Animals

All animal studies were conducted according to protocols approved by the Institutional Animal Care and Use Committee of Wenzhou Medical University on March 4, 2022 (approval No. XMSQ (Zhe) 2022-0256) and were in accordance with the Association for Research in Vision and Ophthalmology (ARVO) Statement for the Use of Animals in Ophthalmic and Vision Research (Association for Research in Vision and Ophthalmology, 2021). Srgap2^+/– (heterozygote knockout, HET) mice and littermate C57BL/6J mice were used for all experiments.

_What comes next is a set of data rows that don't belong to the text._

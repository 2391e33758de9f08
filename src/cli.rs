use std::path::PathBuf;

use clap::{Args, Parser, Subcommand};

use crate::platform::{Platform, ResourceType};

#[derive(Debug, Parser)]
#[command(
    author,
    version,
    about = "Standardize vendor exports into canonical schemas",
    long_about = None
)]
pub struct Cli {
    #[command(subcommand)]
    pub command: Commands,
}

#[derive(Debug, Subcommand)]
pub enum Commands {
    /// Resolve, coerce, derive, filter and optionally aggregate one source table
    Standardize(StandardizeArgs),
    /// Show the mapping table for a platform and resource type
    Mappings(MappingsArgs),
    /// List every supported platform and resource type pair
    Platforms,
}

#[derive(Debug, Args)]
pub struct StandardizeArgs {
    /// Input table as `path` or `name=path` (.csv, .tsv, .json, .ndjson, or '-' for stdin)
    #[arg(short = 'i', long = "input", action = clap::ArgAction::Append, required = true)]
    pub inputs: Vec<String>,
    /// YAML configuration file; flags below override its values
    #[arg(short = 'c', long)]
    pub config: Option<PathBuf>,
    /// Source platform
    #[arg(short, long, value_enum)]
    pub platform: Option<Platform>,
    /// Resource type exported by the platform
    #[arg(short, long, value_enum)]
    pub resource: Option<ResourceType>,
    /// Name of the upstream table to standardize (defaults to `source`)
    #[arg(long)]
    pub upstream: Option<String>,
    /// Asset name recorded in the metadata
    #[arg(long = "output-name")]
    pub output_name: Option<String>,
    /// Group name recorded in the metadata
    #[arg(long = "group-name")]
    pub group_name: Option<String>,
    /// Field override `canonical_field=source_column` (repeatable)
    #[arg(long = "override", action = clap::ArgAction::Append)]
    pub overrides: Vec<String>,
    /// Keep rows whose status is one of these values (repeatable, comma-separated allowed)
    #[arg(long = "status", value_delimiter = ',', action = clap::ArgAction::Append)]
    pub statuses: Vec<String>,
    /// Keep rows owned by this user ID
    #[arg(long)]
    pub owner: Option<String>,
    /// Date or datetime field used by --start-date/--end-date
    #[arg(long = "date-field")]
    pub date_field: Option<String>,
    /// Inclusive lower bound (YYYY-MM-DD)
    #[arg(long = "start-date")]
    pub start_date: Option<String>,
    /// Inclusive upper bound (YYYY-MM-DD)
    #[arg(long = "end-date")]
    pub end_date: Option<String>,
    /// Filter condition such as `spend > 10` (repeatable)
    #[arg(long = "filter", action = clap::ArgAction::Append)]
    pub filters: Vec<String>,
    /// Derived column `name=expression` (repeatable)
    #[arg(long = "derive", action = clap::ArgAction::Append)]
    pub derives: Vec<String>,
    /// Roll rows up by the group keys
    #[arg(long)]
    pub aggregate: bool,
    /// Group key for --aggregate (repeatable, comma-separated allowed)
    #[arg(long = "group-by", value_delimiter = ',', action = clap::ArgAction::Append)]
    pub group_by: Vec<String>,
    /// Rewrite source headers to snake_case before resolution
    #[arg(long = "normalize-headers")]
    pub normalize_headers: bool,
    /// Output file (.csv, .tsv, .json, .ndjson); stdout when omitted
    #[arg(short = 'o', long)]
    pub output: Option<PathBuf>,
    /// Write run metadata as JSON to this path
    #[arg(short = 'm', long)]
    pub metadata: Option<PathBuf>,
    /// Render stdout output as an aligned table
    #[arg(long)]
    pub table: bool,
    /// CSV delimiter character for inputs (supports ',', 'tab', ';', '|')
    #[arg(long, value_parser = parse_delimiter)]
    pub delimiter: Option<u8>,
    /// Delimiter for CSV output (defaults to the output extension or comma)
    #[arg(long = "output-delimiter", value_parser = parse_delimiter)]
    pub output_delimiter: Option<u8>,
    /// Character encoding of input files (defaults to utf-8)
    #[arg(long = "input-encoding")]
    pub input_encoding: Option<String>,
    /// Character encoding for output (defaults to utf-8)
    #[arg(long = "output-encoding")]
    pub output_encoding: Option<String>,
}

#[derive(Debug, Args)]
pub struct MappingsArgs {
    /// Source platform
    #[arg(short, long, value_enum)]
    pub platform: Platform,
    /// Resource type exported by the platform
    #[arg(short, long, value_enum)]
    pub resource: ResourceType,
}

pub fn parse_delimiter(value: &str) -> Result<u8, String> {
    match value {
        "tab" | "\t" => Ok(b'\t'),
        "comma" | "," => Ok(b','),
        "|" | "pipe" => Ok(b'|'),
        ";" | "semicolon" => Ok(b';'),
        other => {
            let mut chars = other.chars();
            let first = chars
                .next()
                .ok_or_else(|| "Delimiter cannot be empty".to_string())?;
            if chars.next().is_some() {
                return Err("Delimiter must be a single character".to_string());
            }
            if !first.is_ascii() {
                return Err("Delimiter must be ASCII".to_string());
            }
            Ok(first as u8)
        }
    }
}

#[cfg(test)]
mod tests {
    use clap::CommandFactory;

    use super::*;

    #[test]
    fn cli_definition_is_valid() {
        Cli::command().debug_assert();
    }

    #[test]
    fn standardize_flags_parse() {
        let cli = Cli::try_parse_from([
            "schema-standardizer",
            "standardize",
            "-i",
            "ads.csv",
            "-p",
            "google_ads",
            "-r",
            "campaigns",
            "--status",
            "open,pending",
            "--group-by",
            "date",
            "--group-by",
            "campaign_id",
            "--delimiter",
            "tab",
        ])
        .unwrap();
        let Commands::Standardize(args) = cli.command else {
            panic!("expected standardize");
        };
        assert_eq!(args.platform, Some(Platform::GoogleAds));
        assert_eq!(args.statuses, vec!["open", "pending"]);
        assert_eq!(args.group_by, vec!["date", "campaign_id"]);
        assert_eq!(args.delimiter, Some(b'\t'));
    }

    #[test]
    fn parse_delimiter_rejects_multi_character_values() {
        assert_eq!(parse_delimiter(";"), Ok(b';'));
        assert!(parse_delimiter("ab").is_err());
        assert!(parse_delimiter("").is_err());
    }
}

Srgap2 gene deficiency mice were generated by Cyagen (Suzhou, China; license No. SCXK (Yue) 2018-0032) using clustered regularly interspaced short palindromic repeats (CRISPR)/CRISPR-associated protein 9 (Cas9) gene-editing technology and were genotyped using the following primers provided by Cyagen: 5′-ATT TCT CAT TTG GGT TCC TGG CC-3′, 5′-GCA CTC ACC TCA ACG TCA AAT TAC CT-3′ and 5′-GTG GTC AGA CAG ACA GCT CTA AAT ATG C-3′. Mice were housed at 21°C and 55% humidity under a 12-hour light/dark cycle (20 lx), provided food and water ad libitum and were under constant supervision from trained staff, with up to six animals in each cage. Sex- and age-matched C57BL/6J mice were used as controls in this experiment. In this study, 164 wild-type (WT) mice and 113 Srgap2^+/– mice aged 2–4 months (20–26 g) with sexes evenly divided were used. For all experiments, experimenters and observers were blinded to group assignment and outcome assessment. The animals used in each experiment were listed in Additional Figure 1A.